I am quite fascinated by the transformation we are going through, often without noticing. In a very short period of time, we have become either slaves of technology or masters of connectivity. It does not matter that you feel more like the former or the latter, you are part of a new world and as a result our lives and our innovation have changed.

In 30 years we went from very homes with a personal computer at home to a digital era. Over 75% of homes have a computer. Many kids I know have their own laptop before they are 10. People are sometimes questioning having a landline, but they would not stand a day with no cell phone. We are getting used to having our emails stick with us wherever we go. We are setting the expectation that an answer is due in hours when it used to be days. With twitter, we can also post updates on where we are, what we do or what is going on around us, all real-time. We are publishing our lives, and technology needs to follow, to accommodate those expectations.
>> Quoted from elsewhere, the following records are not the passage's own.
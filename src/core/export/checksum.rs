//! Checksums of delivered export bytes

use sha2::{Digest, Sha256};

/// Hex-encoded SHA-256 of `data` (64 characters)
///
/// ```
/// use classroll::core::export::checksum::sha256_hex;
///
/// let checksum = sha256_hex(b"Name,Notes\r\n");
/// assert_eq!(checksum.len(), 64);
/// ```
pub fn sha256_hex(data: &[u8]) -> String {
    let mut hasher = Sha256::new();
    hasher.update(data);
    let result = hasher.finalize();
    format!("{result:x}")
}

#[cfg(test)]
mod tests {
    use super::*;

    #[test]
    fn test_known_value() {
        assert_eq!(
            sha256_hex(b"abc"),
            "ba7816bf8f01cfea414140de5dae2223b00361a396177a9cb410ff61f20015ad"
        );
    }

    #[test]
    fn test_deterministic_and_content_sensitive() {
        assert_eq!(sha256_hex(b"a,b\r\n"), sha256_hex(b"a,b\r\n"));
        assert_ne!(sha256_hex(b"a,b\r\n"), sha256_hex(b"a;b\r\n"));
        assert!(sha256_hex(b"").chars().all(|c| c.is_ascii_hexdigit()));
    }
}
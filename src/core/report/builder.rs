//! Report dataset construction
//!
//! Each report kind runs its store queries, joins registrar identity onto
//! teacher-store rows, folds them with the normalizer and aggregates the
//! result into a [`ReportDataset`].

use super::dataset::{
    AssignmentSummary, AttendanceLogSummary, AttendanceSummary, ClassAverage, Column,
    PerformanceSummary, ReportDataset, ReportFilters, ReportKind, ReportOutcome, ReportSummary,
};
use super::{queries, records};
use crate::adapters::source::{Query, RecordSource, Row};
use crate::config::ReportsConfig;
use crate::core::aggregate::{
    average, group_marks, AttendanceTally, BandDistribution, DailyCountScope, RateBand,
    SubmissionTally,
};
use crate::core::normalize::{left_join, normalize, NormalizeReport, NormalizedStudentView};
use crate::domain::{AttendanceMark, ClassId, Result, StudentId};
use chrono::NaiveDateTime;
use serde_json::{json, Value};
use std::collections::{HashMap, HashSet};
use std::sync::Arc;
use std::time::Instant;

static ATTENDANCE_COLUMNS: [Column; 10] = [
    Column::new("student_id", "Student ID"),
    Column::new("student_name", "Student Name"),
    Column::new("class", "Class"),
    Column::new("present", "Present"),
    Column::new("absent", "Absent"),
    Column::new("late", "Late"),
    Column::new("excused", "Excused"),
    Column::new("days_recorded", "Days Recorded"),
    Column::new("attendance_rate", "Attendance Rate (%)"),
    Column::new("band", "Band"),
];

static ATTENDANCE_LOG_COLUMNS: [Column; 7] = [
    Column::new("date", "Date"),
    Column::new("student_id", "Student ID"),
    Column::new("student_name", "Student Name"),
    Column::new("class", "Class"),
    Column::new("status", "Status"),
    Column::new("notes", "Notes"),
    Column::new("recorded_by", "Recorded By"),
];

static PERFORMANCE_COLUMNS: [Column; 6] = [
    Column::new("student_id", "Student ID"),
    Column::new("student_name", "Student Name"),
    Column::new("class", "Class"),
    Column::new("assessments", "Assessments"),
    Column::new("average", "Average (%)"),
    Column::new("band", "Band"),
];

static ASSIGNMENT_COLUMNS: [Column; 9] = [
    Column::new("assignment_id", "Assignment ID"),
    Column::new("title", "Title"),
    Column::new("class", "Class"),
    Column::new("due_date", "Due Date"),
    Column::new("submitted", "Submitted"),
    Column::new("late", "Late"),
    Column::new("missing", "Missing"),
    Column::new("enrolled", "Enrolled"),
    Column::new("completion_rate", "Completion Rate (%)"),
];

/// Report-time settings
#[derive(Debug, Clone, Copy, PartialEq, Eq)]
pub struct ReportSettings {
    pub trend_days: usize,
    pub daily_counts: DailyCountScope,
    pub parallel_trend_queries: bool,
}

impl Default for ReportSettings {
    fn default() -> Self {
        Self {
            trend_days: 7,
            daily_counts: DailyCountScope::TodayOnly,
            parallel_trend_queries: true,
        }
    }
}

impl From<&ReportsConfig> for ReportSettings {
    fn from(config: &ReportsConfig) -> Self {
        let daily_counts = config.daily_counts.parse().unwrap_or_else(|err: String| {
            tracing::warn!(error = %err, "Falling back to today_only day counts");
            DailyCountScope::TodayOnly
        });
        Self {
            trend_days: config.trend_days,
            daily_counts,
            parallel_trend_queries: config.parallel_trend_queries,
        }
    }
}

/// Student views plus the rows that could not be used to build them
#[derive(Debug, Clone, Default)]
pub struct StudentViews {
    pub views: Vec<NormalizedStudentView>,
    pub skipped_rows: usize,
}

/// Builds report datasets and dashboards from a [`RecordSource`]
#[derive(Clone)]
pub struct ReportBuilder {
    source: Arc<dyn RecordSource + Send + Sync>,
    settings: ReportSettings,
}
//! Join Normalizer
//!
//! Folds flat join rows (one per student × class × mark) into one
//! [`NormalizedStudentView`] per distinct student, in first-seen order.
//!
//! Rows are expected to carry the registrar identity columns
//! (`student_id`, `first_name`, ...) plus the nullable teacher-store
//! columns listed on [`columns`].

use super::view::{ClassEntry, NormalizedStudentView};
use crate::adapters::source::Row;
use crate::domain::{AttendanceStatus, ClassId, StudentId, StudentRecord};
use serde::Serialize;
use std::collections::HashMap;

/// Column names read from join rows
pub mod columns {
    pub const STUDENT_ID: &str = "student_id";
    pub const CLASS_ID: &str = "class_id";
    pub const BIRTHDATE: [&str; 3] = ["birthdate", "birth_date", "date_of_birth"];
    pub const CONTACT: [&str; 3] = ["contact_number", "contact", "phone"];
    pub const SUBJECT: &str = "subject";
    pub const CLASS_GRADE_LEVEL: &str = "class_grade_level";
    pub const CLASS_SECTION: &str = "class_section";
    pub const SCHEDULE: &str = "schedule";
    pub const ROOM: &str = "room";
    pub const ENROLLMENT_STATUS: &str = "enrollment_status";
    pub const ATTENDANCE_STATUS: &str = "attendance_status";
    pub const ATTENDANCE_NOTES: &str = "attendance_notes";
    pub const GRADE: [&str; 2] = ["grade", "grade_percentage"];
}

/// Result of one normalization pass
#[derive(Debug, Clone, Default, PartialEq, Serialize)]
pub struct NormalizeReport {
    pub views: Vec<NormalizedStudentView>,
    /// Rows dropped because they had no usable `student_id`
    pub skipped_rows: usize,
}

/// Streaming fold over join rows
///
/// ```
/// use classroll::adapters::source::Row;
/// use classroll::core::normalize::Normalizer;
///
/// let mut normalizer = Normalizer::new();
/// normalizer.fold(&Row::new().with("student_id", "S1").with("class_id", "C1"));
/// normalizer.fold(&Row::new().with("student_id", "S1").with("class_id", "C1"));
/// let report = normalizer.finish();
/// assert_eq!(report.views.len(), 1);
/// assert_eq!(report.views[0].classes.len(), 1);
/// ```
#[derive(Debug, Default)]
pub struct Normalizer {
    views: Vec<NormalizedStudentView>,
    index: HashMap<String, usize>,
    skipped_rows: usize,
}

impl Normalizer {
    pub fn new() -> Self {
        Self::default()
    }

    /// Fold one row into the graph
    pub fn fold(&mut self, row: &Row) {
        let student_id = match row.get(columns::STUDENT_ID).and_then(StudentId::from_value) {
            Some(id) => id,
            None => {
                self.skipped_rows += 1;
                tracing::warn!(
                    fields = row.len(),
                    skipped = self.skipped_rows,
                    "Skipping join row without student_id"
                );
                return;
            }
        };

        let position = match self.index.get(student_id.as_str()) {
            Some(&i) => i,
            None => {
                let i = self.views.len();
                self.index.insert(student_id.as_str().to_string(), i);
                self.views
                    .push(NormalizedStudentView::new(student_from_row(student_id, row)));
                i
            }
        };

        let Some(class_id) = row.get(columns::CLASS_ID).and_then(ClassId::from_value) else {
            return;
        };

        let view = &mut self.views[position];
        let (entry, _) = view
            .classes
            .upsert_with(&class_id, || class_from_row(class_id.clone(), row));
        merge_period_status(entry, row);
    }

    pub fn finish(self) -> NormalizeReport {
        if self.skipped_rows > 0 {
            tracing::warn!(
                skipped = self.skipped_rows,
                views = self.views.len(),
                "Normalization skipped malformed rows"
            );
        }
        NormalizeReport {
            views: self.views,
            skipped_rows: self.skipped_rows,
        }
    }
}

/// Normalize a complete row sequence
pub fn normalize(rows: &[Row]) -> NormalizeReport {
    let mut normalizer = Normalizer::new();
    for row in rows {
        normalizer.fold(row);
    }
    let report = normalizer.finish();
    tracing::debug!(
        rows = rows.len(),
        views = report.views.len(),
        skipped = report.skipped_rows,
        "Normalized join rows"
    );
    report
}

/// Identity fields with display defaults: missing text becomes `""`
fn student_from_row(student_id: StudentId, row: &Row) -> StudentRecord {
    let text = |name: &str| row.get_str(name).map(|s| s.trim().to_string()).unwrap_or_default();

    let birthdate = columns::BIRTHDATE.iter().find_map(|name| row.get_date(name));

    StudentRecord {
        student_id,
        first_name: text("first_name"),
        middle_name: text("middle_name"),
        last_name: text("last_name"),
        gender: text("gender"),
        birthdate,
        email: text("email"),
        contact_number: row.get_str_any(&columns::CONTACT).unwrap_or_default(),
        address: text("address"),
        grade_level: text("grade_level"),
        section: text("section"),
        status: text("status"),
    }
}

fn class_from_row(class_id: ClassId, row: &Row) -> ClassEntry {
    let text = |name: &str| row.get_str(name).unwrap_or_default();

    let mut entry = ClassEntry::new(class_id);
    entry.subject = text(columns::SUBJECT);
    entry.grade_level = text(columns::CLASS_GRADE_LEVEL);
    entry.section = text(columns::CLASS_SECTION);
    entry.schedule = text(columns::SCHEDULE);
    entry.room = text(columns::ROOM);
    entry.enrollment_status = row.get_str(columns::ENROLLMENT_STATUS);
    entry
}

/// Overwrite per-period fields only with non-null incoming values
fn merge_period_status(entry: &mut ClassEntry, row: &Row) {
    if let Some(raw) = row.get_str(columns::ATTENDANCE_STATUS) {
        entry.attendance = Some(AttendanceStatus::parse(&raw));
    }
    if let Some(notes) = row.get_str(columns::ATTENDANCE_NOTES) {
        entry.attendance_notes = Some(notes);
    }
    if let Some(grade) = columns::GRADE.iter().find_map(|name| row.get_f64(name)) {
        entry.grade = Some(grade);
    }
    if entry.enrollment_status.is_none() {
        entry.enrollment_status = row.get_str(columns::ENROLLMENT_STATUS);
    }
}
That makes me think of collaboration. When workflow came out, it was some kind of revolution. Cases could be dispatched to workers. The rudimentary aspect of what we called then workflow is somewhat laughable now. Basically it was a database where we pulled records from… Not rocket science. It was a great step forward for collaboration though. A few innovative features such as electronic sticky notes made it more personable, more social. With time came other considerations, for techies, it was the emergence of “collaboration tools” for code sharing, code management, etc. The technologies may have existed before but the collaboration trend made them more relevant to the modern IT ecosystem, part of the processes.

The need for interactions, for collaboration translated into BPM technologies that govern the processes we want to enforce consistently. Combining machine to machine automation with human to human interactions, it helps create a fabric for functional entities within an organization to work together, to collaborate. We may have codified a bit too much those interactions, not taking into account the human factor, treating the person as a system with a given function.

I was listening to NPR yesterday. They had a couple of interviews on newly released books on loneliness. This made me think. Is twitter a solution to remedy for the lack of human emotions in our systems? Are we likely to post on those mini-blogs to express our feelings? I find it great to take the pulse of the industry but this is definitely more than a media channel. Although limited to 140-chars, those little posts transpire happiness, surprise, mockery or sadness. The tweeple empathize and provide some kind of support network.

Don’t you wonder what that means for our next generation systems? Will we see a wave of new applications that deal with the human aspect as being more than a data entry person? Is collaboration going to remain the main focus? How about reputation? Trend setting? The whole social media story?